Okay, that’s not the video that this article about. I included it for two reasons: It’s a first-rate Vine and it illustrates how short videos can be such masterful works of online entertainment.
Click here for the video this post is really about.
Okay, so now that you’ve watched both of those let’s set the stage for what brought me to writing about The Louis Voutton Don and a ferocious Bengal Tiger.
I was looking at Kim Kardashian’s twitter feed. Move past that. Anyway, I saw the following tweet:
That Keek meant a lot to me. If you know me or my work, you partially understand why. I’ve mentioned Yeezy now and then. I did a Saturday List on his 25 Best Songs, and I listed “All Falls Down” as Number 1 (it is also probably my favorite). This tweet was posted just days after the 10th anniversary of The College Dropout, his album on which that song is found. On that day I tweeted this:
But there is so much more to why I like this video update so much. It’s not just because I have some interest in the life of Kanye West, his music introduced me to hip-hop, or because that’s one of my favorite albums and songs. It’s because of all the things a short video update can do. Before I explain specifically what is so great about the Kanye video, let me explain why short videos are so great using the tiger video as an example.
Vine has become immensely popular in the last year for good reason. People discovered with the GIF that a super-short motion picture could be a ton of fun, and Vines improved on the GIF because they are a lucid video rather than a stuttering loop. Vines prove to be better than a full-length YouTube video because they are more time efficient and because sometimes less quantity means immensely more quality. Although they only last for seven seconds, a Vine can hold so many layers and nuances that create an immense amount of humor and intrigue. These principles translate over to Keek (36 seconds) and to shorter YouTube videos (apply what you learn here to the Colombian Scorpion-Save after you’re done reading). The beauty of these short video clips are a treasure trove for people like me who find immense enjoyment in critically considering what we watch. The Vine at the top of this post is so much more than a tiger leaping from the tall grass. Here are the layers that make it one of the best Vines I have seen (and I’ve seen many, many Vines):
- The title sets us up. “Camouflage level 100” has us wondering what we’re going to see. Ten guys in gillie-suits stand up in the field?

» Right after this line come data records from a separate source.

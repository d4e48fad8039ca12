//! Scan session orchestration.
//!
//! [`BeaconScanner`] ties the pieces together: it gates on adapter
//! readiness, issues the scan-start command, and runs a session task that
//! owns the dedup registry and multiplexes the advertisement stream, the
//! sweep timer and shutdown on a single `select!` loop. Advertisements
//! are therefore processed strictly in arrival order, and the registry
//! needs no locking - nothing outside the session task can reach it.

use std::panic::{catch_unwind, AssertUnwindSafe};
use std::sync::{Arc, PoisonError, RwLock};
use std::time::Duration;

use chrono::Utc;
use serde::{Deserialize, Serialize};
use thiserror::Error;
use tokio::sync::{mpsc, oneshot};
use tokio::task::JoinHandle;
use tokio::time::{Instant, Interval};
use tracing::{debug, trace, warn};
use utoipa::ToSchema;

use crate::adapter::{AdapterError, RadioAdapter, RawAdvertisement};
use crate::decoder::{AdvertisementDecoder, StandardDecoder};
use crate::gate::AdapterGate;
use crate::registry::BeaconRegistry;
use crate::types::BeaconRecord;

/// Consumer callback invoked once per dispatched beacon sighting.
pub type BeaconHandler = Arc<dyn Fn(BeaconRecord) + Send + Sync>;

type SharedHandler = Arc<RwLock<Option<BeaconHandler>>>;

/// Lifecycle state of the scanner.
#[derive(Debug, Clone, Copy, PartialEq, Eq, Serialize, Deserialize, ToSchema)]
#[serde(rename_all = "snake_case")]
pub enum ScanState {
    /// No session; `start` may be called.
    Idle,
    /// `start` is waiting for the adapter to become ready.
    AwaitingAdapter,
    /// A session is active and processing advertisements.
    Scanning,
    /// The last `start` failed; a new `start` is required.
    Failed,
}

/// Errors surfaced by [`BeaconScanner::start`].
///
/// These are the only errors the engine propagates; everything that can
/// go wrong per-event (undecodable payloads, duplicate keys) is normal
/// control flow.
#[derive(Debug, Error)]
pub enum ScanError {
    /// The adapter gate or the scan-start command failed.
    #[error(transparent)]
    Adapter(#[from] AdapterError),

    /// A session is already active; call `stop` first.
    #[error("a scan session is already active")]
    AlreadyScanning,
}

/// Orchestrates the scan lifecycle against one radio adapter.
///
/// ```no_run
/// # use std::time::Duration;
/// # use beaconwatch_core::adapter::RadioAdapter;
/// # use beaconwatch_core::scanner::{BeaconScanner, ScanError};
/// # async fn example<A: RadioAdapter>(mut scanner: BeaconScanner<A>) -> Result<(), ScanError> {
/// scanner.set_handler(|beacon| println!("{} {}", beacon.kind, beacon.id));
/// scanner.start(Duration::from_secs(10)).await?;
/// // ... later
/// scanner.stop().await;
/// # Ok(())
/// # }
/// ```
pub struct BeaconScanner<A: RadioAdapter> {
    adapter: Arc<A>,
    decoder: Arc<dyn AdvertisementDecoder>,
    gate: AdapterGate,
    handler: SharedHandler,
    state: ScanState,
    session: Option<Session>,
}

struct Session {
    shutdown: oneshot::Sender<()>,
    task: JoinHandle<()>,
    grace_period: Option<Duration>,
}

impl<A: RadioAdapter> BeaconScanner<A> {
    /// Creates a scanner using the [`StandardDecoder`].
    pub fn new(adapter: A) -> Self {
        Self::with_decoder(adapter, Arc::new(StandardDecoder::new()))
    }

    /// Creates a scanner with a custom advertisement decoder.
    pub fn with_decoder(adapter: A, decoder: Arc<dyn AdvertisementDecoder>) -> Self {
        Self {
            adapter: Arc::new(adapter),
            decoder,
            gate: AdapterGate::new(),
            handler: Arc::new(RwLock::new(None)),
            state: ScanState::Idle,
            session: None,
        }
    }

    /// Registers the consumer callback.
    ///
    /// May be called before or after `start`; a consumer attached
    /// mid-session receives subsequent dispatches. Sightings dispatched
    /// while no consumer is attached are dropped, not queued.
    pub fn set_handler<F>(&self, handler: F)
    where
        F: Fn(BeaconRecord) + Send + Sync + 'static,
    {
        *self
            .handler
            .write()
            .unwrap_or_else(PoisonError::into_inner) = Some(Arc::new(handler));
    }

    /// Removes the consumer callback.
    pub fn clear_handler(&self) {
        *self
            .handler
            .write()
            .unwrap_or_else(PoisonError::into_inner) = None;
    }

    /// Current lifecycle state.
    #[must_use]
    pub fn state(&self) -> ScanState {
        self.state
    }

    /// The active session's grace period; `None` when idle or when the
    /// session runs with deduplication disabled.
    #[must_use]
    pub fn grace_period(&self) -> Option<Duration> {
        self.session.as_ref().and_then(|s| s.grace_period)
    }

    /// Starts a scan session.
    ///
    /// A positive `grace_period` enables deduplication: each beacon key
    /// is delivered once, then suppressed until the periodic sweep
    /// (running at half the grace period) evicts it. A zero grace period
    /// disables deduplication and every decoded sighting is delivered.
    ///
    /// # Errors
    ///
    /// [`ScanError::AlreadyScanning`] when a session is active;
    /// [`ScanError::Adapter`] when the adapter settles in a non-ready
    /// state or rejects the scan-start command. A failed start leaves no
    /// subscription, no registry and no timer behind.
    pub async fn start(&mut self, grace_period: Duration) -> Result<(), ScanError> {
        if self.session.is_some() {
            return Err(ScanError::AlreadyScanning);
        }

        self.state = ScanState::AwaitingAdapter;
        if let Err(e) = self.gate.await_ready(self.adapter.as_ref()).await {
            self.state = ScanState::Failed;
            return Err(e.into());
        }
        if let Err(e) = self.adapter.start_scanning().await {
            self.state = ScanState::Failed;
            return Err(e.into());
        }

        let events = self.adapter.subscribe().await;
        let dedup_grace = (grace_period > Duration::ZERO).then_some(grace_period);
        let (shutdown_tx, shutdown_rx) = oneshot::channel();
        let task = tokio::spawn(run_session(SessionTask {
            events,
            shutdown: shutdown_rx,
            grace_period: dedup_grace,
            decoder: Arc::clone(&self.decoder),
            handler: Arc::clone(&self.handler),
        }));

        self.session = Some(Session {
            shutdown: shutdown_tx,
            task,
            grace_period: dedup_grace,
        });
        self.state = ScanState::Scanning;
        debug!(
            grace_period_ms = grace_period.as_millis() as u64,
            dedup = dedup_grace.is_some(),
            "scan session started"
        );
        Ok(())
    }

    /// Stops the current session.
    ///
    /// Detaches the event subscription, destroys the registry, cancels
    /// the sweep timer (a no-op when none was armed) and stops the
    /// adapter if it reports scanning. Idempotent: calling this while
    /// idle does nothing and succeeds.
    pub async fn stop(&mut self) {
        if let Some(session) = self.session.take() {
            // The session task owns the subscription and the registry;
            // joining it guarantees both are gone before the adapter is
            // touched, so no in-flight event can race the teardown.
            let _ = session.shutdown.send(());
            let _ = session.task.await;
            debug!("scan session stopped");
        }
        if self.adapter.is_scanning().await {
            self.adapter.stop_scanning().await;
        }
        self.state = ScanState::Idle;
    }
}

struct SessionTask {
    events: mpsc::Receiver<RawAdvertisement>,
    shutdown: oneshot::Receiver<()>,
    grace_period: Option<Duration>,
    decoder: Arc<dyn AdvertisementDecoder>,
    handler: SharedHandler,
}

async fn run_session(mut task: SessionTask) {
    let mut registry = BeaconRegistry::new();
    let mut sweep = task.grace_period.map(|grace| {
        let tick = (grace / 2).max(Duration::from_millis(1));
        tokio::time::interval_at(Instant::now() + tick, tick)
    });

    loop {
        tokio::select! {
            biased;

            _ = &mut task.shutdown => break,

            _ = next_tick(&mut sweep) => {
                if let Some(grace) = task.grace_period {
                    let evicted = registry.evict_stale(grace, Instant::now());
                    if evicted > 0 {
                        trace!(evicted, tracked = registry.len(), "swept stale beacons");
                    }
                }
            }

            advertisement = task.events.recv() => match advertisement {
                Some(advertisement) => {
                    handle_advertisement(&task, &mut registry, advertisement);
                }
                None => {
                    debug!("advertisement stream closed, ending scan session loop");
                    break;
                }
            },
        }
    }
}

/// Resolves on the next sweep tick; pends forever when no timer is armed
/// (deduplication disabled).
async fn next_tick(sweep: &mut Option<Interval>) -> Instant {
    match sweep {
        Some(interval) => interval.tick().await,
        None => std::future::pending().await,
    }
}

fn handle_advertisement(
    task: &SessionTask,
    registry: &mut BeaconRegistry,
    advertisement: RawAdvertisement,
) {
    let Some(decoded) = task.decoder.decode(&advertisement) else {
        // Non-beacon traffic is expected steady state, not an error.
        return;
    };

    let record = BeaconRecord {
        id: decoded.id,
        kind: decoded.kind,
        address: advertisement.address,
        local_name: advertisement.local_name,
        rssi: advertisement.rssi,
        last_seen: Utc::now(),
        payload: decoded.payload,
    };

    if task.grace_period.is_none() {
        dispatch(&task.handler, record);
    } else if registry.track_if_novel(&record, Instant::now()) {
        dispatch(&task.handler, record);
    } else {
        trace!(key = record.dedup_key(), "suppressed duplicate sighting");
    }
}

/// Invokes the consumer, if one is attached, isolating its faults: a
/// panicking consumer loses that sighting but cannot corrupt the
/// registry or the session loop.
fn dispatch(handler: &SharedHandler, record: BeaconRecord) {
    let callback = handler
        .read()
        .unwrap_or_else(PoisonError::into_inner)
        .clone();
    let Some(callback) = callback else {
        return;
    };
    if catch_unwind(AssertUnwindSafe(|| callback(record))).is_err() {
        warn!("beacon consumer panicked; sighting dropped, session state unaffected");
    }
}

- Nothing happens the first few seconds, building the suspense.
- Then the completely unexpected happens, as a freaking tiger runs out of the grass, and then lunges in the most ferocious manner possible at the people. In fact, his lunge is almost over-the-top, like you’d never expect to see that outside of a fictional movie. He’s even roaring!
Then you watch it a second time and all sorts of questions, realizations, and feelings hit you:
- Why are they filming this in the first place?

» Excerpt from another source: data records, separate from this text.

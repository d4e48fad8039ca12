//! Advertisement decoding boundary.
//!
//! The scan session treats decoding as a pure function from a raw
//! advertisement to an optional [`DecodedBeacon`]: unrecognized or
//! malformed payloads map to `None` and are dropped silently - that is
//! normal steady-state traffic, not an error.
//!
//! [`StandardDecoder`] recognizes the well-known beacon families:
//! iBeacon, Eddystone (UID/URL/TLM/EID), Estimote telemetry and Estimote
//! nearables. Custom dialects can be supported by supplying another
//! [`AdvertisementDecoder`] to the scanner.

use uuid::Uuid;

use crate::adapter::RawAdvertisement;
use crate::types::DecodedBeacon;

mod eddystone;
mod estimote;
mod ibeacon;

/// Apple's Bluetooth SIG company identifier (iBeacon manufacturer data).
pub const APPLE_COMPANY_ID: u16 = 0x004C;

/// Estimote's Bluetooth SIG company identifier (nearable manufacturer data).
pub const ESTIMOTE_COMPANY_ID: u16 = 0x015D;

/// Eddystone service UUID (16-bit 0xFEAA on the Bluetooth base UUID).
pub const EDDYSTONE_SERVICE_UUID: Uuid = Uuid::from_u128(0x0000_FEAA_0000_1000_8000_0080_5F9B_34FB);

/// Estimote telemetry service UUID (16-bit 0xFE9A).
pub const ESTIMOTE_TELEMETRY_SERVICE_UUID: Uuid =
    Uuid::from_u128(0x0000_FE9A_0000_1000_8000_0080_5F9B_34FB);

/// Maps a raw advertisement to a beacon identity and payload.
///
/// Implementations must be pure with respect to the engine: no side
/// effects it can observe, and no panics on malformed input - return
/// `None` instead.
pub trait AdvertisementDecoder: Send + Sync + 'static {
    /// Decodes one advertisement, or `None` when it is not a recognized
    /// beacon.
    fn decode(&self, advertisement: &RawAdvertisement) -> Option<DecodedBeacon>;
}

/// Decoder for the well-known beacon families.
#[derive(Debug, Clone, Copy, Default)]
pub struct StandardDecoder;

impl StandardDecoder {
    /// Creates the decoder.
    #[must_use]
    pub fn new() -> Self {
        Self
    }
}

impl AdvertisementDecoder for StandardDecoder {
    fn decode(&self, advertisement: &RawAdvertisement) -> Option<DecodedBeacon> {
        if let Some(data) = advertisement.manufacturer_data.get(&APPLE_COMPANY_ID) {
            if let Some(beacon) = ibeacon::parse(data) {
                return Some(beacon);
            }
        }
        if let Some(data) = advertisement.manufacturer_data.get(&ESTIMOTE_COMPANY_ID) {
            if let Some(beacon) = estimote::parse_nearable(data) {
                return Some(beacon);
            }
        }
        if let Some(data) = advertisement.service_data.get(&EDDYSTONE_SERVICE_UUID) {
            if let Some(beacon) = eddystone::parse(&advertisement.address, data) {
                return Some(beacon);
            }
        }
        if let Some(data) = advertisement.service_data.get(&ESTIMOTE_TELEMETRY_SERVICE_UUID) {
            if let Some(beacon) = estimote::parse_telemetry(&advertisement.address, data) {
                return Some(beacon);
            }
        }
        None
    }
}

/// Lowercase hex rendering used for beacon identifiers.
pub(crate) fn hex(bytes: &[u8]) -> String {
    use std::fmt::Write;

    bytes
        .iter()
        .fold(String::with_capacity(bytes.len() * 2), |mut out, byte| {
            let _ = write!(out, "{byte:02x}");
            out
        })
}
//! A scripted radio adapter for tests and hardware-free development.
//!
//! `MockAdapter` is cheaply cloneable; clones share state, so a test can
//! hand one clone to the scanner and keep another to flip the power
//! state, inject advertisements, or make the next scan-start fail.

use std::sync::atomic::{AtomicBool, Ordering};
use std::sync::{Arc, Mutex};

use async_trait::async_trait;
use tokio::sync::{mpsc, watch};

use super::{
    AdapterError, AdapterState, RadioAdapter, RawAdvertisement, ADVERTISEMENT_CHANNEL_CAPACITY,
};

/// In-memory [`RadioAdapter`] driven by the test instead of a radio.
#[derive(Clone)]
pub struct MockAdapter {
    inner: Arc<Inner>,
}

struct Inner {
    state: watch::Sender<AdapterState>,
    scanning: AtomicBool,
    fail_scan_start: Mutex<Option<String>>,
    subscriber: Mutex<Option<mpsc::Sender<RawAdvertisement>>>,
}

impl MockAdapter {
    /// A powered-on adapter.
    #[must_use]
    pub fn new() -> Self {
        Self::with_state(AdapterState::PoweredOn)
    }

    /// An adapter starting in the given power state.
    #[must_use]
    pub fn with_state(state: AdapterState) -> Self {
        let (state_tx, _) = watch::channel(state);
        Self {
            inner: Arc::new(Inner {
                state: state_tx,
                scanning: AtomicBool::new(false),
                fail_scan_start: Mutex::new(None),
                subscriber: Mutex::new(None),
            }),
        }
    }

    /// Transitions the power state, waking any pending state observer.
    pub fn set_state(&self, state: AdapterState) {
        self.inner.state.send_replace(state);
    }

    /// Makes the next `start_scanning` call fail with the given message.
    pub fn fail_next_scan_start(&self, message: impl Into<String>) {
        *self
            .inner
            .fail_scan_start
            .lock()
            .expect("mock lock poisoned") = Some(message.into());
    }

    /// Injects an advertisement into the current subscription.
    ///
    /// Returns `false` when no live subscriber exists (never subscribed,
    /// or the receiver was dropped).
    pub async fn emit(&self, advertisement: RawAdvertisement) -> bool {
        let sender = self
            .inner
            .subscriber
            .lock()
            .expect("mock lock poisoned")
            .clone();
        match sender {
            Some(tx) => tx.send(advertisement).await.is_ok(),
            None => false,
        }
    }

    /// Whether a subscription channel is currently attached and open.
    #[must_use]
    pub fn has_subscriber(&self) -> bool {
        self.inner
            .subscriber
            .lock()
            .expect("mock lock poisoned")
            .as_ref()
            .is_some_and(|tx| !tx.is_closed())
    }
}

impl Default for MockAdapter {
    fn default() -> Self {
        Self::new()
    }
}

#[async_trait]
impl RadioAdapter for MockAdapter {
    async fn state(&self) -> AdapterState {
        *self.inner.state.borrow()
    }

    async fn next_state_change(&self) -> AdapterState {
        let mut rx = self.inner.state.subscribe();
        if rx.changed().await.is_ok() {
            *rx.borrow()
        } else {
            AdapterState::Unknown
        }
    }

    async fn start_scanning(&self) -> Result<(), AdapterError> {
        let failure = self
            .inner
            .fail_scan_start
            .lock()
            .expect("mock lock poisoned")
            .take();
        if let Some(message) = failure {
            return Err(AdapterError::ScanStart(message));
        }
        self.inner.scanning.store(true, Ordering::SeqCst);
        Ok(())
    }

    async fn stop_scanning(&self) {
        self.inner.scanning.store(false, Ordering::SeqCst);
    }

    async fn is_scanning(&self) -> bool {
        self.inner.scanning.load(Ordering::SeqCst)
    }

    async fn subscribe(&self) -> mpsc::Receiver<RawAdvertisement> {
        let (tx, rx) = mpsc::channel(ADVERTISEMENT_CHANNEL_CAPACITY);
        *self
            .inner
            .subscriber
            .lock()
            .expect("mock lock poisoned") = Some(tx);
        rx
    }
}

- I can see the grass moving a little this time.
- The cameraman’s lack of focus shows he’s not entirely sure where the tiger is.
- One guy is holding a stick, so they must know the tiger is there, and they must be preparing to defend themselves (again, why are they filming this?)
- It’s not really clear what the humans are riding.
- It’s not clear how many humans are out here, or why they’re in this field.
- That tiger is really, really intent on getting them.
- What happens to them after the video?
- How did this end up on Vine?
All of that in seven seconds.
So now let’s walk through the layers of the Kanye video. By the end of this post, I hope you’ll know a little more about online videos, rap music, rap concerts, me, Mr. West, and what it means to be human. No, I’m not just playing the human condition card. It’s there.
The personal nature of the video’s delivery. I was able to watch this video because Kim Kardashian tweeted. There’s an entire blog to be written on that statement. A woman who has become ridiculously famous because she is ridiculously hot and because she used a video recorder years before she used one to make this Keek (let the reader understand) made this happen. Her Wikipedia, unlike other celebrities, has no “Personal Life” section because her career is her personal life. This mega-celebrity that I will never have any personal relationship with did something personal and took a video of her husband at work and took the time to share it with the world.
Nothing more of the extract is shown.